◆ **WORK REQUEST**
Lines where the string "EnvFilter" appears are to be copied from the entries below.

◆ **SOURCE MATERIAL**
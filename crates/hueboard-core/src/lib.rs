//! Core library for hueboard.
//!
//! - [`theme`]: Light/Dark/System resolution and CSS variable application
//! - [`tokens`]: the color, image and shadow token tables
//! - [`controller`]: ties a preference store, OS query and document together
//! - [`format`]: display formatting and prediction lookup helpers
//! - [`binary`]: raw-bytes / blob normalization
//! - [`config`], [`error`], [`logging`]: the usual plumbing

pub mod binary;
pub mod config;
pub mod controller;
pub mod error;
pub mod format;
pub mod logging;
pub mod storage;
pub mod system;
pub mod theme;
pub mod tokens;

pub use binary::{BinaryData, BlobSource, FileBlob, to_array_buffer};
pub use config::{Config, ConfigLoadResult, StorageConfig, ThemeConfig};
pub use controller::ThemeController;
pub use error::{Error, Result};
pub use format::{
    NotificationChannel, get_normalized_p, get_notification_setting_key, temperature_display_name,
};
pub use storage::{FileStore, MemoryStore, PreferenceStore};
pub use system::{ColorSchemeQuery, EnvColorSchemeQuery, FixedColorScheme};
pub use theme::{
    ColorScheme, StyleSheet, StyleSink, Theme, css_vars_block, current_theme_value, default_theme,
    init_theme, save_theme,
};
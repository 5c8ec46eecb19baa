use std::collections::BTreeMap;

use tracing::debug;

use crate::domain::quantity::{clamp_requested, parse_requested};
use crate::domain::{BalanceChange, Catalog, Error, Money, OwnershipState, Product, ProductId};

/// Owns the authoritative balance and quantities.
///
/// Every mutation is computed on a candidate copy and committed only if the
/// resulting balance is non-negative, so callers never see a partial update.
/// Rejected requests leave the state untouched and report nothing beyond a
/// `None` return.
#[derive(Debug, Clone)]
pub struct Ledger {
    catalog: Catalog,
    initial_balance: Money,
    state: OwnershipState,
}

impl Ledger {
    /// Opens a ledger with nothing owned. A negative opening balance is refused.
    pub fn new(catalog: Catalog, initial_balance: Money) -> Result<Self, Error> {
        if initial_balance.is_negative() {
            return Err(Error::Config(format!(
                "starting balance must not be negative, got {}",
                initial_balance
            )));
        }

        let state = OwnershipState::opening(&catalog, initial_balance);
        Ok(Self {
            catalog,
            initial_balance,
            state,
        })
    }

    pub fn catalog(&self) -> &Catalog {
        &self.catalog
    }

    pub fn state(&self) -> &OwnershipState {
        &self.state
    }

    pub fn balance(&self) -> Money {
        self.state.balance
    }

    pub fn initial_balance(&self) -> Money {
        self.initial_balance
    }

    pub fn quantity(&self, id: ProductId) -> u64 {
        self.state.quantity(id)
    }

    pub fn total_spent(&self) -> Money {
        Money(self.initial_balance.0 - self.state.balance.0)
    }

    /// Catalog-ordered products the user currently owns, with their counts.
    pub fn purchases(&self) -> impl Iterator<Item = (&Product, u64)> {
        self.catalog
            .iter()
            .map(|p| (p, self.state.quantity(p.id)))
            .filter(|(_, qty)| *qty > 0)
    }

    /// Sum of `qty * price` over the catalog; ids missing from the map cost 0.
    /// `None` when the total does not fit, which callers treat as unaffordable.
    pub fn total_cost(&self, quantities: &BTreeMap<ProductId, u64>) -> Option<Money> {
        self.catalog.iter().try_fold(Money::zero(), |sum, p| {
            let qty = quantities.get(&p.id).copied().unwrap_or(0);
            let line = p.price.checked_times(qty)?;
            sum.0.checked_add(line.0).map(Money)
        })
    }

    pub fn set_quantity(&mut self, id: ProductId, requested: i64) -> Option<BalanceChange> {
        if self.catalog.get(id).is_none() {
            debug!(product = id, "rejected: unknown product");
            return None;
        }

        let qty = clamp_requested(requested);
        let mut candidate = self.state.quantities.clone();
        candidate.insert(id, qty);

        let balance = self
            .total_cost(&candidate)
            .and_then(|cost| self.initial_balance.checked_sub(cost))
            .filter(|b| !b.is_negative());

        let Some(balance) = balance else {
            debug!(product = id, qty, "rejected: insufficient balance");
            return None;
        };

        let change = BalanceChange {
            from: self.state.balance,
            to: balance,
        };
        self.state = OwnershipState {
            balance,
            quantities: candidate,
        };
        debug!(product = id, qty, balance = balance.0, "committed");

        Some(change)
    }

    /// Manual entry path: `raw` is read like a numeric text field.
    pub fn set_quantity_input(&mut self, id: ProductId, raw: &str) -> Option<BalanceChange> {
        self.set_quantity(id, parse_requested(raw))
    }

    pub fn buy(&mut self, id: ProductId) -> Option<BalanceChange> {
        let next = i64::try_from(self.quantity(id)).ok()?.checked_add(1)?;
        self.set_quantity(id, next)
    }

    pub fn sell(&mut self, id: ProductId) -> Option<BalanceChange> {
        let qty = self.quantity(id);
        if qty == 0 {
            return None;
        }
        // Fewer units always costs less, so this commits.
        self.set_quantity(id, i64::try_from(qty - 1).ok()?)
    }

    /// Buy affordance: `balance >= (qty + 1) * price`.
    pub fn can_buy(&self, id: ProductId) -> bool {
        let Some(product) = self.catalog.get(id) else {
            return false;
        };
        self.quantity(id)
            .checked_add(1)
            .and_then(|next| product.price.checked_times(next))
            .is_some_and(|cost| self.state.balance >= cost)
    }

    pub fn can_sell(&self, id: ProductId) -> bool {
        self.quantity(id) > 0
    }
}

#[cfg(test)]
mod tests {
    use super::*;

    const INITIAL: Money = Money::units(100_000_000_000);

    fn ledger() -> Ledger {
        Ledger::new(Catalog::default(), INITIAL).unwrap()
    }

    fn assert_consistent(ledger: &Ledger) {
        let cost = ledger.total_cost(&ledger.state().quantities).unwrap();
        assert_eq!(ledger.balance().0, INITIAL.0 - cost.0);
        assert!(!ledger.balance().is_negative());
    }

    #[test]
    fn opens_with_full_balance_and_no_units() {
        let ledger = ledger();
        assert_eq!(ledger.balance(), INITIAL);
        assert_eq!(ledger.state().quantities.len(), 15);
        assert!(ledger.state().quantities.values().all(|q| *q == 0));
        assert_eq!(ledger.total_spent(), Money::zero());
        assert_eq!(ledger.purchases().count(), 0);
    }

    #[test]
    fn negative_opening_balance_is_refused() {
        let res = Ledger::new(Catalog::default(), Money(-5));
        assert!(matches!(res, Err(Error::Config(_))));

        let empty_wallet = Ledger::new(Catalog::default(), Money::zero()).unwrap();
        assert_eq!(empty_wallet.balance(), Money::zero());
        assert!(!empty_wallet.can_buy(8));
    }

    #[test]
    fn buy_commits_and_reports_change() {
        let mut ledger = ledger();
        let change = ledger.buy(1).unwrap();
        assert_eq!(change.from, INITIAL);
        assert_eq!(change.to, Money(99_999_500_000));
        assert_eq!(ledger.quantity(1), 1);
        assert_eq!(ledger.total_spent(), Money(500_000));
        assert_consistent(&ledger);
    }

    #[test]
    fn buy_stops_exactly_at_zero_balance() {
        let mut ledger = ledger();
        for _ in 0..200_000 {
            assert!(ledger.buy(1).is_some());
        }
        assert_eq!(ledger.quantity(1), 200_000);
        assert_eq!(ledger.balance(), Money::zero());

        let before = ledger.state().clone();
        assert_eq!(ledger.buy(1), None);
        assert_eq!(ledger.state(), &before);
        assert_eq!(ledger.quantity(1), 200_000);
    }

    #[test]
    fn sell_with_no_units_is_noop() {
        let mut ledger = ledger();
        let before = ledger.state().clone();
        assert_eq!(ledger.sell(3), None);
        assert_eq!(ledger.state(), &before);
    }

    #[test]
    fn buy_then_sell_restores_state() {
        let mut ledger = ledger();
        ledger.buy(2);
        let before = ledger.state().clone();
        ledger.buy(7);
        let change = ledger.sell(7).unwrap();
        assert_eq!(change.to, before.balance);
        assert_eq!(ledger.state(), &before);
    }

    #[test]
    fn over_budget_entry_is_rejected() {
        let mut ledger = ledger();
        ledger.set_quantity(15, 3).unwrap();
        let before = ledger.state().clone();

        assert_eq!(ledger.set_quantity_input(15, "999999999"), None);
        assert_eq!(ledger.set_quantity_input(15, "99999999999999999999999"), None);
        assert_eq!(ledger.state(), &before);
        assert_consistent(&ledger);
    }

    #[test]
    fn negative_or_garbage_entry_clamps_to_zero() {
        let mut ledger = ledger();
        ledger.set_quantity(4, 10).unwrap();
        assert_eq!(ledger.balance(), Money(INITIAL.0 - 500_000));

        let change = ledger.set_quantity_input(4, "-3").unwrap();
        assert_eq!(change.to, INITIAL);
        assert_eq!(ledger.quantity(4), 0);

        ledger.set_quantity(4, 2).unwrap();
        ledger.set_quantity_input(4, "abc").unwrap();
        assert_eq!(ledger.quantity(4), 0);
        assert_eq!(ledger.balance(), INITIAL);
    }

    #[test]
    fn unknown_product_is_rejected() {
        let mut ledger = ledger();
        assert_eq!(ledger.buy(99), None);
        assert_eq!(ledger.set_quantity(99, 1), None);
        assert!(!ledger.can_buy(99));
        assert_eq!(ledger.balance(), INITIAL);
    }

    #[test]
    fn affordances_follow_quantity_and_balance() {
        let catalog = Catalog::new(vec![Product::new(1, "Widget", Money(10))]).unwrap();
        let mut ledger = Ledger::new(catalog, Money(30)).unwrap();

        assert!(ledger.can_buy(1));
        assert!(!ledger.can_sell(1));

        ledger.buy(1).unwrap();
        // balance 20 >= 2 * 10
        assert!(ledger.can_buy(1));
        assert!(ledger.can_sell(1));

        ledger.buy(1).unwrap();
        // balance 10 < 3 * 10, even though one more unit still fits
        assert!(!ledger.can_buy(1));
        assert!(ledger.buy(1).is_some());
        assert_eq!(ledger.balance(), Money::zero());
    }

    #[test]
    fn purchases_are_catalog_ordered() {
        let mut ledger = ledger();
        ledger.buy(9);
        ledger.buy(2);
        ledger.buy(2);
        let owned: Vec<_> = ledger.purchases().map(|(p, q)| (p.id, q)).collect();
        assert_eq!(owned, vec![(2, 2), (9, 1)]);
        assert_eq!(ledger.total_spent(), Money(520_000));
    }
}
use crate::domain::{DeadLetterQueue, Error};

/// Drops malformed commands after telling the user why.
#[derive(Default, Debug)]
pub struct StdErrDLQ {}

impl DeadLetterQueue for StdErrDLQ {
    fn report(&self, error: &Error) {
        tracing::warn!(%error, "dropped command");
        eprintln!("error: {}", error);
    }
}
use clap::Parser;
use tokio::io::BufReader;
use tracing_subscriber::EnvFilter;

use spend_engine::animator::BalanceAnimator;
use spend_engine::config::Config;
use spend_engine::dlq::StdErrDLQ;
use spend_engine::domain::Ledger;
use spend_engine::engine::Engine;
use spend_engine::ingestion::CommandReader;
use spend_engine::output::TextView;
use spend_engine::ticker::IntervalTicker;

#[tokio::main(flavor = "current_thread")] // UI-style event loop, one thread
async fn main() -> Result<(), Box<dyn std::error::Error>> {
    tracing_subscriber::fmt()
        .with_env_filter(
            EnvFilter::try_from_default_env().unwrap_or_else(|_| EnvFilter::new("warn")),
        )
        .with_writer(std::io::stderr)
        .init();

    let config = Config::parse();

    // Set up the components
    let catalog = config.load_catalog()?;
    let initial = config.initial_balance();
    tracing::info!(
        products = catalog.len(),
        balance = initial.as_units(),
        animation_ms = config.animation_duration().as_millis() as u64,
        "starting"
    );

    let ledger = Ledger::new(catalog, initial)?;
    let animator = BalanceAnimator::new(initial, config.animation_duration());
    let commands = CommandReader::new(BufReader::new(tokio::io::stdin()));
    let ticker = IntervalTicker::new(config.frame_period());

    let mut engine = Engine::new(
        ledger,
        animator,
        commands,
        TextView::stdout(),
        StdErrDLQ::default(),
        ticker,
    );

    engine.process().await?;

    Ok(())
}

◆ **YOUR RESPONSE**
use tracing_subscriber::EnvFilter;
            EnvFilter::try_from_default_env().unwrap_or_else(|_| EnvFilter::new("warn")),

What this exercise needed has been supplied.